Second, governments or hospitals do not have the proper capacity for accurate forecasting, and shortages are common. Finally, there is the added complication of the lengthy and complex process for drug registration at a national level, which many small drug companies may not be able to afford when the market is so small. With so many vulnerable points in the supply chain, there is a risk of less expensive substandard medications being prioritized by many governments and hospitals, which can result in worse outcomes.

Next is the added problem of political strife, graft, and corruption within countries. Taken together, these problems create a very unstable market, which makes drugs either unavailable or unaffordable for the majority of children with cancer in the world.

We need to have a drug access platform that can adjust to all of these factors, provide an accurate forecast at both global and country levels, and stabilize the market and the supply chain of quality drugs. And this is what we are trying to do by creating the Global Platform for Access to Childhood Cancer Medicines.

This platform is a good model for improving care for children with cancer in limited-resource settings. If successful, it could be expanded to other components in the cancer control continuum, from diagnostics to therapeutics.
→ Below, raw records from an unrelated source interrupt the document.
use std::fs::{self, File, OpenOptions};
use std::io::Write;
use std::path::{Path, PathBuf};
use std::sync::Arc;

use anyhow::{bail, Context};
use evse_core::{EvseError, EvseResult, Slot, SLOT_COUNT};
use evse_hal::ConfigStore;
use log::{debug, info};
use spin::Mutex;

const RECORD_LEN: usize = 4;
const FILE_NAME: &str = "slot_defaults.bin";

// Record: max current (u16 LE), active, clear-on-disconnect
fn encode(defaults: &[Slot]) -> Vec<u8> {
    let mut buf = Vec::with_capacity(defaults.len() * RECORD_LEN);
    for slot in defaults {
        buf.extend_from_slice(&slot.max_current_ma.to_le_bytes());
        buf.push(slot.active as u8);
        buf.push(slot.clear_on_disconnect as u8);
    }
    buf
}

fn decode(raw: &[u8]) -> anyhow::Result<[Slot; SLOT_COUNT]> {
    if raw.len() != SLOT_COUNT * RECORD_LEN {
        bail!("expected {} bytes, found {}", SLOT_COUNT * RECORD_LEN, raw.len());
    }
    let mut slots = [Slot::inactive(); SLOT_COUNT];
    for (slot, rec) in slots.iter_mut().zip(raw.chunks_exact(RECORD_LEN)) {
        *slot = Slot::new(u16::from_le_bytes([rec[0], rec[1]]), rec[2] != 0, rec[3] != 0);
    }
    Ok(slots)
}

/// Slot defaults in a single file, replaced atomically on every write.
pub struct FileSystemStore {
    root: PathBuf,
}

impl FileSystemStore {
    pub fn new(path: impl AsRef<Path>) -> anyhow::Result<Self> {
        let root = path.as_ref().to_path_buf();
        fs::create_dir_all(&root)
            .with_context(|| format!("creating state directory {}", root.display()))?;
        Ok(Self { root })
    }

    fn path(&self) -> PathBuf {
        self.root.join(FILE_NAME)
    }

    /// Stored defaults, or `None` on first boot.
    pub fn load(&self) -> anyhow::Result<Option<[Slot; SLOT_COUNT]>> {
        let path = self.path();
        if !path.exists() {
            return Ok(None);
        }
        let raw = fs::read(&path).with_context(|| format!("reading {}", path.display()))?;
        let slots = decode(&raw).with_context(|| format!("decoding {}", path.display()))?;
        info!("Store: restored slot defaults from {}", path.display());
        Ok(Some(slots))
    }

    fn write(&self, data: &[u8]) -> std::io::Result<()> {
        let path = self.path();
        let tmp_path = path.with_extension("tmp");

        // 1. Write .tmp
        {
            let mut file = OpenOptions::new()
                .write(true)
                .create(true)
                .truncate(true)
                .open(&tmp_path)?;
            file.write_all(data)?;
            // 2. FSYNC
            file.sync_all()?;
        }

        // 3. Rename (atomic)
        fs::rename(&tmp_path, &path)?;

        // 4. Sync parent dir
        if let Ok(dir) = File::open(&self.root) {
            let _ = dir.sync_all();
        }
        Ok(())
    }
}

impl ConfigStore for FileSystemStore {
    fn persist_slot_defaults(&mut self, defaults: &[Slot]) -> EvseResult<()> {
        self.write(&encode(defaults)).map_err(|_| EvseError::HalError)?;
        debug!("Store: slot defaults written to {}", self.path().display());
        Ok(())
    }
}

/// In-memory store that remembers every write. Clones share the record.
#[derive(Clone, Default)]
pub struct MemoryStore {
    writes: Arc<Mutex<Vec<Vec<Slot>>>>,
}

impl MemoryStore {
    pub fn new() -> Self {
        Self::default()
    }

    pub fn write_count(&self) -> usize {
        self.writes.lock().len()
    }

    pub fn last(&self) -> Option<Vec<Slot>> {
        self.writes.lock().last().cloned()
    }
}

impl ConfigStore for MemoryStore {
    fn persist_slot_defaults(&mut self, defaults: &[Slot]) -> EvseResult<()> {
        self.writes.lock().push(defaults.to_vec());
        Ok(())
    }
}

#[cfg(test)]
mod tests {
    use super::*;

    #[test]
    fn decode_rejects_truncated_file() {
        assert!(decode(&[0u8; 7]).is_err());
    }
}
#![forbid(unsafe_code)]

use evse_hal::AdcChannel;

/// Conversions averaged into one update.
pub const WINDOW: u32 = 50;

/// Pilot codes below mid-scale belong to the negative PWM half.
pub(crate) const NEGATIVE_HALF_LIMIT: u16 = 2048;

/// Running sum of raw conversions plus the last averaged result.
#[derive(Debug, Clone, Copy, Default)]
pub(crate) struct Bucket {
    sum: u32,
    count: u32,
    pub(crate) average: u16,
    pub(crate) mv: i32,
    /// Wrapping count of completed windows.
    pub(crate) updates: u16,
}

impl Bucket {
    pub(crate) fn push(&mut self, code: u16) {
        self.sum += code as u32;
        self.count += 1;
    }

    /// Completes the window if enough samples were collected.
    pub(crate) fn take_average(&mut self) -> Option<u16> {
        if self.count < WINDOW {
            return None;
        }
        self.average = (self.sum / self.count) as u16;
        self.sum = 0;
        self.count = 0;
        self.updates = self.updates.wrapping_add(1);
        Some(self.average)
    }
}

/// Transform from averaged raw code to millivolts at the connector.
pub(crate) fn code_to_mv(channel: AdcChannel, code: u16) -> i32 {
    let code = code as i64;
    let mv = match channel {
        // +-12V pilot through the level shifter
        AdcChannel::Cp1 | AdcChannel::Cp2 | AdcChannel::V12M => {
            (code * 600 * 3300 / 4095 - 990_000) / 75
        }
        AdcChannel::Pp => code * 3300 / 4095,
        AdcChannel::V12P => code * 4 * 3300 / 4095,
    };
    mv as i32
}

/// One ADC input. The pilot channels keep separate buckets for the two
/// halves of the PWM period.
#[derive(Debug, Clone, Copy)]
pub struct PilotChannel {
    channel: AdcChannel,
    pub(crate) positive: Bucket,
    pub(crate) negative: Bucket,
    pub(crate) ignore: u8,
}

impl PilotChannel {
    pub(crate) fn new(channel: AdcChannel) -> Self {
        Self {
            channel,
            positive: Bucket::default(),
            negative: Bucket::default(),
            ignore: 0,
        }
    }

    pub(crate) fn accept(&mut self, code: u16) {
        if self.channel.is_pilot() && code < NEGATIVE_HALF_LIMIT {
            self.negative.push(code);
        } else {
            self.positive.push(code);
        }
    }

    pub fn channel(&self) -> AdcChannel {
        self.channel
    }

    /// Last averaged raw code (positive half for the pilot).
    pub fn average(&self) -> u16 {
        self.positive.average
    }

    pub fn millivolts(&self) -> i32 {
        self.positive.mv
    }

    pub fn negative_average(&self) -> u16 {
        self.negative.average
    }

    /// Zero until the first negative window completed.
    pub fn negative_millivolts(&self) -> i32 {
        self.negative.mv
    }

    pub fn negative_updates(&self) -> u16 {
        self.negative.updates
    }

    /// Windows still to be discarded.
    pub fn ignore_remaining(&self) -> u8 {
        self.ignore
    }
}
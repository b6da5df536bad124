use clap::{Parser, ValueEnum};
use colored::Colorize;
use evse_core::{AuthToken, ChargeState, EvseConfig, JumperConfig, DC_FAULT_RESET_TOKEN};
use evse_host::{AbortWatchdog, FileSystemStore, HostClock, SimulatedPlant, Vehicle};
use evse_iec61851::{EvseController, EvseHal, Transition};
use log::{info, warn};
use rand::Rng;
use std::path::PathBuf;
use std::sync::{Arc, atomic::{AtomicBool, Ordering}};
use std::time::Duration;

#[derive(Clone, Copy, Debug, ValueEnum)]
enum Jumper { A6, A10, A13, A16, A20, A25, A32, Software, Unconfigured }

impl From<Jumper> for JumperConfig {
    fn from(j: Jumper) -> Self {
        match j {
            Jumper::A6 => JumperConfig::A6,
            Jumper::A10 => JumperConfig::A10,
            Jumper::A13 => JumperConfig::A13,
            Jumper::A16 => JumperConfig::A16,
            Jumper::A20 => JumperConfig::A20,
            Jumper::A25 => JumperConfig::A25,
            Jumper::A32 => JumperConfig::A32,
            Jumper::Software => JumperConfig::Software,
            Jumper::Unconfigured => JumperConfig::Unconfigured,
        }
    }
}

/// Scripted events played against the simulated plant.
#[derive(Clone, Copy, Debug, PartialEq, Eq, ValueEnum)]
enum Scenario {
    /// Plug in, charge, pause, unplug.
    Charge,
    /// Residual current during charging, then an authorised reset.
    DcFault,
    /// Contactor welds while charging.
    Weld,
    /// Vehicle without the pilot diode.
    Diode,
    /// ADC stops converting; the watchdog aborts the process.
    Stall,
}

#[derive(Parser)]
struct Cli {
    #[arg(long, value_enum, default_value = "a32")] jumper: Jumper,
    #[arg(long, value_enum, default_value = "charge")] scenario: Scenario,
    /// Seconds to run; 0 runs until Ctrl-C.
    #[arg(long, default_value_t = 60)] duration: u64,
    /// Directory holding the persisted slot defaults.
    #[arg(long, default_value = "./evse-state")] state_dir: PathBuf,
    /// Peak ADC noise in codes.
    #[arg(long, default_value_t = 0)] noise: u16,
    /// Main-loop period in milliseconds.
    #[arg(long, default_value_t = 1)] period_ms: u64,
    #[arg(long)] hysteresis: bool,
}

/// Plays one scenario step at `t` seconds after start. Returns a line for the console.
fn script(
    scenario: Scenario,
    t: u64,
    plug_at: u64,
    plant: &SimulatedPlant,
    evse: &mut EvseController,
) -> anyhow::Result<Option<String>> {
    let vehicle = Vehicle {
        diode_ok: scenario != Scenario::Diode,
        ..Vehicle::default()
    };

    // 1. COMMON PART: plug in
    if t == plug_at {
        plant.plug_in(vehicle);
        return Ok(Some("vehicle plugged in".into()));
    }

    // 2. SCENARIO PART
    let line = match (scenario, t.saturating_sub(plug_at)) {
        (Scenario::Charge, 15) => {
            plant.set_wants_charge(false);
            Some("vehicle paused")
        }
        (Scenario::Charge, 25) => {
            plant.set_wants_charge(true);
            Some("vehicle resumed")
        }
        (Scenario::DcFault, 10) => {
            plant.inject_leak(true, false, false);
            Some("6 mA DC leak")
        }
        (Scenario::DcFault, 12) => {
            plant.clear_leak();
            Some("leak cleared")
        }
        (Scenario::DcFault, 15) => {
            evse.reset_dc_fault(&AuthToken::new(DC_FAULT_RESET_TOKEN))?;
            Some("dc fault reset")
        }
        (Scenario::Weld, 10) => {
            plant.set_welded(true);
            plant.set_wants_charge(false);
            Some("contactor welded, vehicle stops")
        }
        (Scenario::Stall, 10) => {
            plant.stall_adc();
            Some("adc stalled")
        }
        (_, 40) => {
            plant.unplug();
            Some("vehicle unplugged")
        }
        _ => None,
    };
    Ok(line.map(String::from))
}

fn print_transition(t: Transition) {
    let to = format!("{:?}", t.to);
    let to = match t.to {
        ChargeState::C => to.green().bold(),
        ChargeState::B => to.cyan(),
        ChargeState::EF | ChargeState::D => to.red().bold(),
        ChargeState::A => to.normal(),
    };
    println!("{} {:?} -> {}", "[STATE]".bold(), t.from, to);
}

fn main() -> anyhow::Result<()> {
    env_logger::init();
    let cli = Cli::parse();
    info!(">>> EVSE SIM: {:?} / {:?} <<<", cli.scenario, cli.jumper);

    let store = FileSystemStore::new(&cli.state_dir)?;
    let defaults = match store.load() {
        Ok(Some(d)) => d,
        Ok(None) => evse_slots::factory_defaults(),
        Err(e) => {
            warn!("Slot defaults unreadable ({}), using factory defaults", e);
            evse_slots::factory_defaults()
        }
    };

    let clock = HostClock::new();
    let plant = SimulatedPlant::new(Arc::new(clock));
    plant.set_noise(cli.noise);

    let hal = EvseHal {
        adc: plant.adc(),
        inputs: plant.inputs(),
        output: plant.output(),
        clock: Box::new(clock),
        store: Box::new(store),
        lock: None,
        watchdog: Box::new(AbortWatchdog),
    };
    let config = EvseConfig {
        jumper: cli.jumper.into(),
        cp_hysteresis: cli.hysteresis,
        ..EvseConfig::default()
    };
    let mut evse = EvseController::new(hal, config, defaults);

    let running = Arc::new(AtomicBool::new(true));
    let r = running.clone();
    ctrlc::set_handler(move || {
        warn!("Signal received. Stopping...");
        r.store(false, Ordering::SeqCst);
    })?;

    // Vehicle shows up a little after the first sensor self-test
    let plug_at = rand::thread_rng().gen_range(5..8);
    let mut last_second = None;

    while running.load(Ordering::SeqCst) {
        if let Some(t) = evse.tick() {
            print_transition(t);
        }

        let snap = evse.snapshot();
        let t = u64::from(snap.uptime_ms / 1_000);
        if last_second != Some(t) {
            last_second = Some(t);
            if let Some(line) = script(cli.scenario, t, plug_at, &plant, &mut evse)? {
                println!("{} {}", "[SCRIPT]".yellow(), line);
            }
            info!(
                "t={}s state={:?} vehicle={:?} indicator={:?} cp={:?} allowed={}mA duty={} contactor={}",
                t,
                snap.state,
                snap.vehicle,
                snap.indicator,
                snap.cp_resistance,
                snap.allowed_current_ma,
                snap.duty_cycle,
                snap.contactor_commanded
            );
            if cli.duration != 0 && t >= cli.duration {
                break;
            }
        }

        std::thread::sleep(Duration::from_millis(cli.period_ms));
    }

    let snap = evse.snapshot();
    println!(
        "{} state {:?}, indicator {:?}, charged {} s",
        "[DONE]".bold(),
        snap.state,
        snap.indicator,
        snap.charging_time_ms / 1_000
    );
    Ok(())
}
Adapting a Humanity-in-Crisis Model in Cancer Care

Please talk about the difficulty of treating children with cancer in conflict countries and in treating refugees with cancer.

We have some experience with providing financial aid to Syrian refugees with cancer living in Lebanon and Jordan, for example, but we do not have good solutions to address this complex problem. One way to address these situations is through the creation of regional networks and humanitarian platforms, which allow these patients to receive cancer care in a center of excellence.

For Ukraine, we created the SAFER Ukraine program (https://global.stjude.org/en-us/saferukraine.html) in collaboration with multiple partners in Europe; it has facilitated the safe evacuation of more than 500 children with cancer from Ukraine to Poland and their transfer to centers in Europe and North America. However, this model may be more difficult to scale up in lower-resource settings, where the regional networks are less developed.

Delivering cancer care in times of manmade or natural disasters is complex, and international, multisectoral efforts are critical to its success. 

DISCLOSURE: Dr. Rodriguez-Galindo reported no conflicts of interest.

REFERENCES

1. World Health Organization: Childhood Cancer: Key Facts. Available at www.who.int/news-room/fact-sheets/detail/cancer-in-children. Accessed May 4, 2022.

2. Ward ZJ, Yeh JM, Bhakta N, et al: Global childhood cancer survival estimates and priority-setting: A simulation-based analysis. Lancet Oncol 20:972-983, 2019.

3. The World Bank: World Bank Country and Lending Groups. Available at https://datahelpdesk.worldbank.org/knowledgebase/articles/906519-world-bank-country-and-lending-groups. Accessed May 4, 2022.

4. World Health Organization: NCD Country Capacity Survey. Available at www.who.int/teams/ncds/surveillance/monitoring-capacity/ncdccs. Accessed May 4, 2022.